Harsh winters and lack of food sometimes contribute to bleakness too,
you know.

> So evolved mechanisms that turn up the gain on dehumanizing memes
> against various out  groups make sense.

The unfortunate words "dehumanizing" and "inhuman" sadly relate to a
huge blindspot many modern people seem to have regarding human
nature. Was what Genghis Khan did "inhuman"?  Was what the Romans
did, or Mayans, or Vikings, or Greeks did "inhuman"?  Do we really
want to call the Athenian treatment of the people of Melos "dehumanized"?

The truth is that these behaviors are all *too* human. It is only with
agonizingly slow progress that we climbed up and away from barbarism,
and only by maintaining utter intolerance for those among us who 
would revert, can we cling to something better.  The old-time religions
realized this when they presumed that the devil was in everyone, and
that a close eye on everyone had to be kept.

Unfortunately, this awareness has been lost, especially in modern
America.  When did your family begin locking its doors at night?
This is, in my opinion, an extremely important sociological question,
and I have only very limited data. (Any input, on-list or off-list, would
be greatly appreciated.) Most people I know relate that their
folks began locking their doors at night around 1960. (But it's also
true that in a few very small towns, people, who Al would refer to
as "rubes", manage somehow to feel so little fear that they still to
this day leave their doors unlocked!  Now *that's* trust!  Who're
the true rubes, us or them?)

> If you think western peoples are different in this respect from Rwandans, 
> you are sadly forgetting your history.  When the chips are down, the 
> Western Tribes (and include Japan adopted into this culture block) are 
> bloody vicious.

Yes, but the chips have to be down (as you say).  We, especially in the
west, have made no small improvement on what is human *normal*.

>>And those like you who fail to recognize evil
>>are in my eyes little short of evil themselves.
> 
> Lee is providing a good example of the evolved-in-the-stone-age
> mechanisms that kept the population more or less in balance with
> the ability of the ecosystem to feed them.

It's true that aggression against other societies was good for survival:
Those groups which lost the ability to have a strong concept of self
and a strong willingness to defend it went by the wayside.

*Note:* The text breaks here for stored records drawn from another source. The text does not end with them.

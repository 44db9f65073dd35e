//! Per-channel state machine: hysteresis output control, hold timing,
//! and the cooling ramp.
//!
//! ```text
//!  IDLE ──[temp ≥ setpoint]──▶ HOLDING
//!    ▲                            │
//!    │                     [hold elapsed]
//!    │                            ▼
//!    └────[setpoint = floor]── COOLING
//! ```
//!
//! The heater output is controlled independently of the phase: it engages
//! whenever the temperature reaches the *live* setpoint and disengages only
//! once the temperature falls below `setpoint - HYSTERESIS_C`, so the relay
//! never chatters while the bath oscillates inside the band. During
//! `Cooling` the live setpoint itself ramps down linearly, dragging the
//! hysteresis band with it.
//!
//! Each call to [`evaluate`] advances one channel by one control cycle.
//! Timing comes from a monotonic millisecond clock supplied by the caller;
//! the ramp decrement uses the *actual* elapsed time since the previous
//! evaluation, so scheduler jitter never accumulates into ramp-rate error
//! over an hours-long cycle.

use log::info;

/// Hysteresis band width (°C), shared by all channels. The output stays in
/// its current state while the temperature sits inside
/// `[setpoint - HYSTERESIS_C, setpoint)`.
pub const HYSTERESIS_C: f32 = 0.5;

// ---------------------------------------------------------------------------
// Phase
// ---------------------------------------------------------------------------

/// Process phase of one channel. Exactly one is active at a time; `Idle` is
/// both the initial phase and the phase reached after a completed cool-down.
#[derive(Debug, Clone, Copy, PartialEq, Eq, Default)]
pub enum Phase {
    #[default]
    Idle,
    Holding,
    Cooling,
}

impl Phase {
    /// Status label as reported over the wire.
    pub const fn label(self) -> &'static str {
        match self {
            Self::Idle => "Idle",
            Self::Holding => "Holding",
            Self::Cooling => "Cooling",
        }
    }
}

// ---------------------------------------------------------------------------
// Parameters and state
// ---------------------------------------------------------------------------

/// User-configurable process parameters for one channel.
///
/// `setpoint_c` is the *live* target: the user sets its baseline and the
/// cooling ramp decrements it in place. The remaining fields are read-only
/// to the controller and read-write to the update path.
#[derive(Debug, Clone, Copy, PartialEq)]
pub struct ChannelParams {
    /// Live target temperature (°C).
    pub setpoint_c: f32,
    /// Cooling ramp rate (°C per minute).
    pub ramp_c_per_min: f32,
    /// Ramp floor (°C) — the setpoint is clamped here, never below.
    pub floor_c: f32,
    /// Hold duration after the setpoint is first reached (milliseconds).
    pub hold_duration_ms: u64,
}

/// Complete control state of one channel. Owned by the
/// [`ParameterStore`](crate::store::ParameterStore); both the control loop
/// and the update path access it only inside the per-channel critical
/// section, so a torn mix of old and new fields can never be observed.
#[derive(Debug, Clone, Copy)]
pub struct ChannelState {
    pub params: ChannelParams,
    pub phase: Phase,
    /// Mirrors the heater relay; changes only at hysteresis crossings.
    pub output_engaged: bool,
    /// Monotonic timestamp (ms) of the last Idle→Holding or
    /// Holding→Cooling transition.
    pub phase_started_ms: u64,
}

impl ChannelState {
    pub fn new(params: ChannelParams) -> Self {
        Self {
            params,
            phase: Phase::Idle,
            output_engaged: false,
            phase_started_ms: 0,
        }
    }

    /// Full-cycle reset: back to `Idle` with the output disengaged.
    /// Applied as a side effect of every parameter update.
    pub fn reset_cycle(&mut self) {
        self.phase = Phase::Idle;
        self.output_engaged = false;
        self.phase_started_ms = 0;
    }
}

// ---------------------------------------------------------------------------
// Evaluation
// ---------------------------------------------------------------------------

/// What one evaluation cycle changed, for event emission by the caller.
#[derive(Debug, Clone, Copy, Default)]
pub struct EvalOutcome {
    /// `Some(new_level)` if the output crossed a hysteresis threshold.
    pub output_changed: Option<bool>,
    /// `Some((from, to))` if the phase moved this cycle.
    pub phase_changed: Option<(Phase, Phase)>,
}

/// Advance one channel by one control cycle.
///
/// * `temp_c` — the latest valid cached reading; disconnected channels must
///   be skipped by the caller (their state stays frozen).
/// * `now_ms` — monotonic milliseconds since boot.
/// * `elapsed_ms` — actual wall-clock time since the previous evaluation of
///   *any* channel (the evaluation task runs all channels back to back).
pub fn evaluate(
    channel: usize,
    state: &mut ChannelState,
    temp_c: f32,
    now_ms: u64,
    elapsed_ms: u64,
) -> EvalOutcome {
    let phase_before = state.phase;
    let output_before = state.output_engaged;

    // --- 1. Output control (independent of phase) ---
    //
    // A reading exactly at the setpoint engages the output (>=, not >).
    if temp_c >= state.params.setpoint_c && !state.output_engaged {
        state.output_engaged = true;
        info!("ch{channel}: temp {temp_c:.2} above setpoint, output ON");

        // Crossing the setpoint from Idle starts the hold timer. Crossings
        // during Holding or Cooling are ordinary hysteresis cycling and
        // leave the phase alone.
        if state.phase == Phase::Idle {
            state.phase = Phase::Holding;
            state.phase_started_ms = now_ms;
            info!("ch{channel}: hold phase started");
        }
    } else if temp_c < state.params.setpoint_c - HYSTERESIS_C && state.output_engaged {
        state.output_engaged = false;
        info!("ch{channel}: temp {temp_c:.2} below band, output OFF");
    }

    // --- 2. Hold phase: wall-clock elapsed, regardless of output cycling ---
    if state.phase == Phase::Holding
        && now_ms - state.phase_started_ms >= state.params.hold_duration_ms
    {
        state.phase = Phase::Cooling;
        state.phase_started_ms = now_ms;
        info!("ch{channel}: hold finished, cooling ramp started");
    }

    // --- 3. Cooling ramp: linear decrement, clamped exactly to the floor ---
    if state.phase == Phase::Cooling {
        let p = &mut state.params;
        if p.setpoint_c > p.floor_c {
            let step = p.ramp_c_per_min * (elapsed_ms as f32 / 60_000.0);
            p.setpoint_c = (p.setpoint_c - step).max(p.floor_c);
        }
        // Idle in the same cycle the setpoint first equals the floor.
        if p.setpoint_c <= p.floor_c {
            p.setpoint_c = p.floor_c;
            state.phase = Phase::Idle;
            info!("ch{channel}: cooling finished, reached floor {:.2}", p.floor_c);
        }
    }

    EvalOutcome {
        output_changed: (state.output_engaged != output_before).then_some(state.output_engaged),
        phase_changed: (state.phase != phase_before).then_some((phase_before, state.phase)),
    }
}

// ---------------------------------------------------------------------------
// Tests
// ---------------------------------------------------------------------------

I'm not sure that this potential hostility against other tribes accounts,
however, for the strong sense of internal social justice I and many
other people have---an instinct that acts to block and deter slips
within our own society towards the barbaric.  Many of us find it
nearly incomprehensible that large portions of our inner cities have
been handed over to barbarians.

> When people perceive a bleak future--and at this point a fairly high 
> percentage of the populations in the world do--then dehumanizing
> memes such as "these people are animals and should be rounded
> up and executed" become more widespread in the population.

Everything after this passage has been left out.